# WHAT THE TASK ASKS
Starting at the line that contains "let network = FlakyOperation::always_failing(());" and ending at the line that contains "async fn breakers_are_independent_per_operation()", the lines below are to be given again exactly, with nothing added.

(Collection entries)

::::

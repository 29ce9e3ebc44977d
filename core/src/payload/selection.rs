//! Payload selection
//!
//! Resolution order for one line of operator input:
//!
//! ```text
//! 1. quit sentinel ("q" / "quit")
//! 2. exact name, case-insensitive
//! 3. unique case-insensitive prefix
//! 4. otherwise ambiguous / not found, ask again
//! ```

use log::{debug, info};

use crate::console::OperatorConsole;
use crate::error::{LoaderError, Result};
use crate::payload::discovery::Payload;

const SELECT_PROMPT: &str = "Which payload? ('q' to quit and reboot): ";

/// Outcome of matching one line against the candidate names.
#[derive(Debug, Clone, Copy, PartialEq, Eq)]
pub enum Choice {
    Quit,
    Selected(usize),
    /// Prefix matched this many candidates
    Ambiguous(usize),
    NotFound,
    /// Blank line
    Empty,
}

/// What `select_payload` settled on.
#[derive(Debug, Clone, Copy, PartialEq, Eq)]
pub enum Selection {
    Chosen(usize),
    Quit,
}

/// Strip the line terminator and surrounding blanks.
fn clean_line(raw: &[u8]) -> &[u8] {
    let start = raw
        .iter()
        .position(|b| !b.is_ascii_whitespace())
        .unwrap_or(raw.len());
    let end = raw
        .iter()
        .rposition(|b| !b.is_ascii_whitespace())
        .map_or(start, |i| i + 1);
    &raw[start..end]
}

pub fn is_quit(input: &[u8]) -> bool {
    input.eq_ignore_ascii_case(b"q") || input.eq_ignore_ascii_case(b"quit")
}

/// Match `input` against `names`.
pub fn resolve_choice<'a, I>(names: I, input: &[u8]) -> Choice
where
    I: IntoIterator<Item = &'a str>,
{
    let input = clean_line(input);
    if input.is_empty() {
        return Choice::Empty;
    }
    if is_quit(input) {
        return Choice::Quit;
    }

    let mut partial = None;
    let mut partial_count = 0;
    for (index, name) in names.into_iter().enumerate() {
        let name = name.as_bytes();
        if name.eq_ignore_ascii_case(input) {
            return Choice::Selected(index);
        }
        if name.len() > input.len() && name[..input.len()].eq_ignore_ascii_case(input) {
            partial = Some(index);
            partial_count += 1;
        }
    }

    match (partial_count, partial) {
        (1, Some(index)) => Choice::Selected(index),
        (0, _) => Choice::NotFound,
        (count, _) => Choice::Ambiguous(count),
    }
}

/// Ask the operator which payload to load until the answer is unambiguous.
///
/// A single candidate is chosen without asking.
pub fn select_payload<F, C: OperatorConsole>(
    candidates: &[Payload<F>],
    console: &mut C,
) -> Result<Selection> {
    match candidates.len() {
        0 => return Err(LoaderError::NotFound),
        1 => {
            info!("loading sole payload '{}'", candidates[0].name);
            return Ok(Selection::Chosen(0));
        }
        _ => {}
    }

    console.notify(format_args!(
        "Multiple payloads were discovered. Choose one to load by typing its name."
    ));
    console.notify(format_args!(
        "   You can also type the first few unique characters of a payload to select it."
    ));
    for payload in candidates {
        console.notify(format_args!("  - {}", payload.name));
    }

    loop {
        let line = console.read_line(SELECT_PROMPT, false)?;
        let choice = resolve_choice(candidates.iter().map(|p| p.name.as_str()), &line);
        debug!("selection input resolved to {:?}", choice);

        match choice {
            Choice::Empty => continue,
            Choice::Quit => return Ok(Selection::Quit),
            Choice::Selected(index) => {
                info!("selected payload '{}'", candidates[index].name);
                return Ok(Selection::Chosen(index));
            }
            Choice::Ambiguous(count) => console.notify(format_args!(
                "    {} payloads start with that name. Type more of it.",
                count
            )),
            Choice::NotFound => console.notify(format_args!(
                "    The selected payload name was not found. Try again."
            )),
        }
    }
}
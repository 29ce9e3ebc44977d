//! Processor Layer
//!
//! Everything the loader knows about the machine's logical processors.
//!
//! # Architecture
//!
//! ```text
//! UEFI entry glue:
//!   - owns EFI_MP_SERVICES_PROTOCOL
//!   - implements MpServices
//!
//! This crate:
//!   - ProcessorRegistry   enumerate, enable, track busy processors
//!   - ThreadHandle        one unit of work on one AP
//! ```
//!
//! # Usage
//!
//! ```ignore
//! use crows_hwinit::{ProcessorRegistry, ThreadHandle};
//!
//! let registry = ProcessorRegistry::initialize(mp);
//! if registry.is_threading_enabled() {
//!     let handle = ThreadHandle::create(0, Some(work))?;
//!     handle.start(&registry, true, 5_000)?;
//!     handle.join()?;
//! }
//! ```
//!
//! # What This Crate Does NOT Do
//!
//! - Scheduling or preemption
//! - Interrupt-driven wakeups
//! - Talking to firmware directly

#![cfg_attr(not(test), no_std)]

extern crate alloc;

pub mod mp;
pub mod processor;
pub mod thread;

// ═══════════════════════════════════════════════════════════════════════════
// MP RE-EXPORTS
// ═══════════════════════════════════════════════════════════════════════════

pub use mp::{
    ApTask, CompletionSignal, MpError, MpServices, ProcessorCounts, StatusFlags,
    PROCESSOR_AS_BSP_BIT, PROCESSOR_ENABLED_BIT, PROCESSOR_HEALTH_STATUS_BIT,
};

// ═══════════════════════════════════════════════════════════════════════════
// REGISTRY RE-EXPORTS
// ═══════════════════════════════════════════════════════════════════════════

pub use processor::{LogicalProcessor, ProcessorRegistry, WorkingSet};

// ═══════════════════════════════════════════════════════════════════════════
// THREAD RE-EXPORTS
// ═══════════════════════════════════════════════════════════════════════════

pub use thread::{ThreadContext, ThreadError, ThreadFault, ThreadHandle, ThreadState, ThreadWork};
//! Bulwark Guard - safe invocation of fallible async operations
//!
//! The [`ExecutionGuard`] wraps a caller-supplied operation with:
//! - A per-operation-name [`CircuitBreaker`] (CLOSED / OPEN / HALF_OPEN)
//! - Retry with exponential [backoff](backoff::RetryConfig) and jitter
//! - [Error classification](classifier::classify) into type, severity and
//!   retriability
//! - An optional typed [`Fallback`](bulwark_core::Fallback) run on terminal
//!   failure
//!
//! # Example
//!
//! ```rust,ignore
//! use bulwark_guard::{ExecutionGuard, RecoveryOptions, RetryConfig};
//!
//! let guard = ExecutionGuard::default();
//! let options = RecoveryOptions::new().with_retry(RetryConfig::new().with_max_attempts(3));
//! let rows = guard
//!     .execute_with_recovery("db.query", options, || async { query().await })
//!     .await?;
//! ```

#![warn(unreachable_pub)]

pub mod backoff;
pub mod circuit_breaker;
pub mod classifier;
pub mod error;
pub mod guard;

pub use backoff::RetryConfig;
pub use circuit_breaker::{
    Admission, CircuitBreaker, CircuitBreakerConfig, CircuitBreakerSnapshot, CircuitState,
    Transition,
};
pub use classifier::{classify, Classification, ErrorType, Severity};
pub use error::{GuardConfigError, GuardError};
pub use guard::{
    ErrorRecord, ExecutionGuard, GuardConfig, GuardEvent, GuardHealthStatus, RecoveryOptions,
};
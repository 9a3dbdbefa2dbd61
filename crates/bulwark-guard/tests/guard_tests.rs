//! Execution guard behaviour on virtual time

use bulwark_core::fallback_fn;
use bulwark_guard::{
    CircuitBreakerConfig, CircuitState, ErrorType, ExecutionGuard, GuardError, GuardEvent,
    RecoveryOptions, RetryConfig,
};
use bulwark_test_utils::{FlakyOperation, TestError};
use pretty_assertions::assert_eq;
use std::time::Duration;

fn single_attempt(failure_threshold: u32) -> RecoveryOptions<&'static str> {
    RecoveryOptions::new()
        .with_retry(RetryConfig::new().with_max_attempts(1))
        .with_circuit_breaker(
            CircuitBreakerConfig::new()
                .with_failure_threshold(failure_threshold)
                .with_reset_timeout(Duration::from_secs(1)),
        )
}

#[tokio::test(start_paused = true)]
async fn breaker_opens_after_threshold_failures() {
    for k in 1..=4 {
        let guard = ExecutionGuard::new();
        let op = FlakyOperation::always_failing("never");

        for _ in 0..k {
            let result = guard
                .execute_with_recovery("svc", single_attempt(k), || op.call())
                .await;
            assert!(matches!(result, Err(GuardError::Operation(_))));
        }
        assert_eq!(op.calls(), k);

        let result = guard
            .execute_with_recovery("svc", single_attempt(k), || op.call())
            .await;
        assert!(result.unwrap_err().is_circuit_open());
        assert_eq!(op.calls(), k, "fast-fail must not invoke the operation");
    }
}

#[tokio::test(start_paused = true)]
async fn half_open_recovers_after_three_successes() {
    let guard = ExecutionGuard::new();
    let failing = FlakyOperation::always_failing("x");
    for _ in 0..2 {
        let _ = guard
            .execute_with_recovery("svc", single_attempt(2), || failing.call())
            .await;
    }
    assert_eq!(guard.circuit_state("svc"), Some(CircuitState::Open));

    tokio::time::sleep(Duration::from_millis(1_001)).await;

    let healthy = FlakyOperation::new(0, "ok");
    for expected in [CircuitState::HalfOpen, CircuitState::HalfOpen, CircuitState::Closed] {
        let result = guard
            .execute_with_recovery("svc", single_attempt(2), || healthy.call())
            .await;
        assert_eq!(result.unwrap(), "ok");
        assert_eq!(guard.circuit_state("svc"), Some(expected));
    }
}

#[tokio::test(start_paused = true)]
async fn half_open_failure_reopens() {
    let guard = ExecutionGuard::new();
    let failing = FlakyOperation::always_failing("x");
    for _ in 0..2 {
        let _ = guard
            .execute_with_recovery("svc", single_attempt(2), || failing.call())
            .await;
    }

    tokio::time::sleep(Duration::from_millis(1_001)).await;

    let _ = guard
        .execute_with_recovery("svc", single_attempt(2), || failing.call())
        .await;
    assert_eq!(guard.circuit_state("svc"), Some(CircuitState::Open));

    let snapshot = &guard.get_health_status().circuit_breakers["svc"];
    assert_eq!(snapshot.times_opened, 2);
}

#[tokio::test(start_paused = true)]
async fn fails_twice_then_succeeds() {
    let guard = ExecutionGuard::new();
    let op = FlakyOperation::new(2, 7u32);
    let options = RecoveryOptions::new().with_retry(RetryConfig::new().with_max_attempts(3));

    let value = guard
        .execute_with_recovery("x", options, || op.call())
        .await
        .unwrap();

    assert_eq!(value, 7);
    assert_eq!(op.calls(), 3);
    let status = guard.get_health_status();
    assert_eq!(status.circuit_breakers["x"].failure_count, 0);
    assert_eq!(status.total_errors, 0);
}

#[tokio::test(start_paused = true)]
async fn backoff_sleeps_between_attempts() {
    let guard = ExecutionGuard::new();
    let op = FlakyOperation::new(2, ());
    let retry = RetryConfig::new()
        .with_max_attempts(3)
        .with_base_delay(Duration::from_millis(100))
        .with_jitter(false);

    let started = tokio::time::Instant::now();
    guard
        .execute_with_recovery("x", RecoveryOptions::new().with_retry(retry), || op.call())
        .await
        .unwrap();

    // 100ms after the first failure, 200ms after the second
    let elapsed = started.elapsed();
    assert!(elapsed >= Duration::from_millis(300), "{elapsed:?}");
    assert!(elapsed < Duration::from_millis(310), "{elapsed:?}");
}

#[tokio::test(start_paused = true)]
async fn fallback_value_wins_over_primary_failure() {
    let guard = ExecutionGuard::new();
    let op = FlakyOperation::always_failing("primary");
    let options = RecoveryOptions::new()
        .with_retry(RetryConfig::new().with_max_attempts(2))
        .with_fallback(fallback_fn(|| async { Ok::<_, anyhow::Error>("fallback") }));

    let mut events = guard.subscribe();
    let value = guard
        .execute_with_recovery("x", options, || op.call())
        .await
        .unwrap();

    assert_eq!(value, "fallback");
    assert_eq!(op.calls(), 2);
    assert_eq!(
        events.recv().await.unwrap(),
        GuardEvent::FallbackUsed {
            operation: "x".to_string()
        }
    );
}

#[tokio::test(start_paused = true)]
async fn failing_fallback_surfaces_primary_error() {
    let guard = ExecutionGuard::new();
    let op = FlakyOperation::always_failing(0u8).with_error(TestError::new("upstream timeout"));
    let options = RecoveryOptions::new()
        .with_retry(RetryConfig::new().with_max_attempts(2))
        .with_fallback(fallback_fn(|| async {
            Err::<u8, _>(anyhow::anyhow!("fallback exploded"))
        }));

    let err = guard
        .execute_with_recovery("x", options, || op.call())
        .await
        .unwrap_err();

    assert_eq!(err.operation_error(), Some(&TestError::new("upstream timeout")));
}

#[tokio::test(start_paused = true)]
async fn validation_errors_are_not_retried() {
    let guard = ExecutionGuard::new();
    let op = FlakyOperation::always_failing(()).with_error(TestError::validation());
    let options = RecoveryOptions::new().with_retry(RetryConfig::new().with_max_attempts(5));

    let result = guard.execute_with_recovery("x", options, || op.call()).await;

    assert!(result.is_err());
    assert_eq!(op.calls(), 1);
    let stats = guard.get_health_status().error_stats;
    assert_eq!(stats.len(), 1);
    assert_eq!(stats[0].error_type, ErrorType::Validation);
}

#[tokio::test(start_paused = true)]
async fn error_stats_accumulate_per_operation_and_type() {
    let guard = ExecutionGuard::new();
    let network = FlakyOperation::always_failing(());
    let database = FlakyOperation::always_failing(()).with_error(TestError::database());
    let retry = RetryConfig::new().with_max_attempts(1);

    for _ in 0..3 {
        let _ = guard
            .execute_with_recovery("a", RecoveryOptions::new().with_retry(retry), || network.call())
            .await;
    }
    let _ = guard
        .execute_with_recovery("b", RecoveryOptions::new().with_retry(retry), || database.call())
        .await;

    let status = guard.get_health_status();
    let summary: Vec<_> = status
        .error_stats
        .iter()
        .map(|r| (r.operation.as_str(), r.error_type, r.count))
        .collect();
    assert_eq!(
        summary,
        vec![("a", ErrorType::Network, 3), ("b", ErrorType::Database, 1)]
    );
    assert_eq!(status.total_errors, 4);
}

#[tokio::test(start_paused = true)]
async fn circuit_rejections_count_as_dependency_errors() {
    let guard = ExecutionGuard::new();
    let op = FlakyOperation::always_failing("never");

    let _ = guard
        .execute_with_recovery("svc", single_attempt(1), || op.call())
        .await;
    let result = guard
        .execute_with_recovery("svc", single_attempt(1), || op.call())
        .await;
    assert!(result.unwrap_err().is_circuit_open());

    let status = guard.get_health_status();
    let summary: Vec<_> = status
        .error_stats
        .iter()
        .map(|r| (r.error_type, r.count))
        .collect();
    assert_eq!(
        summary,
        vec![(ErrorType::Network, 1), (ErrorType::Dependency, 1)]
    );
    assert_eq!(status.total_errors, 2);
}

#[tokio::test(start_paused = true)]
async fn breakers_are_independent_per_operation() {
    let guard = ExecutionGuard::new();
    let failing = FlakyOperation::always_failing("x");
    let _ = guard
        .execute_with_recovery("a", single_attempt(1), || failing.call())
        .await;

    let healthy = FlakyOperation::new(0, "ok");
    let result = guard
        .execute_with_recovery("b", single_attempt(1), || healthy.call())
        .await;

    assert_eq!(result.unwrap(), "ok");
    assert_eq!(guard.circuit_state("a"), Some(CircuitState::Open));
    assert_eq!(guard.circuit_state("b"), Some(CircuitState::Closed));
}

::::

# SOLUTION
    let network = FlakyOperation::always_failing(());
    let database = FlakyOperation::always_failing(()).with_error(TestError::database());
    let retry = RetryConfig::new().with_max_attempts(1);

    for _ in 0..3 {
        let _ = guard
            .execute_with_recovery("a", RecoveryOptions::new().with_retry(retry), || network.call())
            .await;
    }
    let _ = guard
        .execute_with_recovery("b", RecoveryOptions::new().with_retry(retry), || database.call())
        .await;

    let status = guard.get_health_status();
    let summary: Vec<_> = status
        .error_stats
        .iter()
        .map(|r| (r.operation.as_str(), r.error_type, r.count))
        .collect();
    assert_eq!(
        summary,
        vec![("a", ErrorType::Network, 3), ("b", ErrorType::Database, 1)]
    );
    assert_eq!(status.total_errors, 4);
}

#[tokio::test(start_paused = true)]
async fn circuit_rejections_count_as_dependency_errors() {
    let guard = ExecutionGuard::new();
    let op = FlakyOperation::always_failing("never");

    let _ = guard
        .execute_with_recovery("svc", single_attempt(1), || op.call())
        .await;
    let result = guard
        .execute_with_recovery("svc", single_attempt(1), || op.call())
        .await;
    assert!(result.unwrap_err().is_circuit_open());

    let status = guard.get_health_status();
    let summary: Vec<_> = status
        .error_stats
        .iter()
        .map(|r| (r.error_type, r.count))
        .collect();
    assert_eq!(
        summary,
        vec![(ErrorType::Network, 1), (ErrorType::Dependency, 1)]
    );
    assert_eq!(status.total_errors, 2);
}

#[tokio::test(start_paused = true)]
async fn breakers_are_independent_per_operation() {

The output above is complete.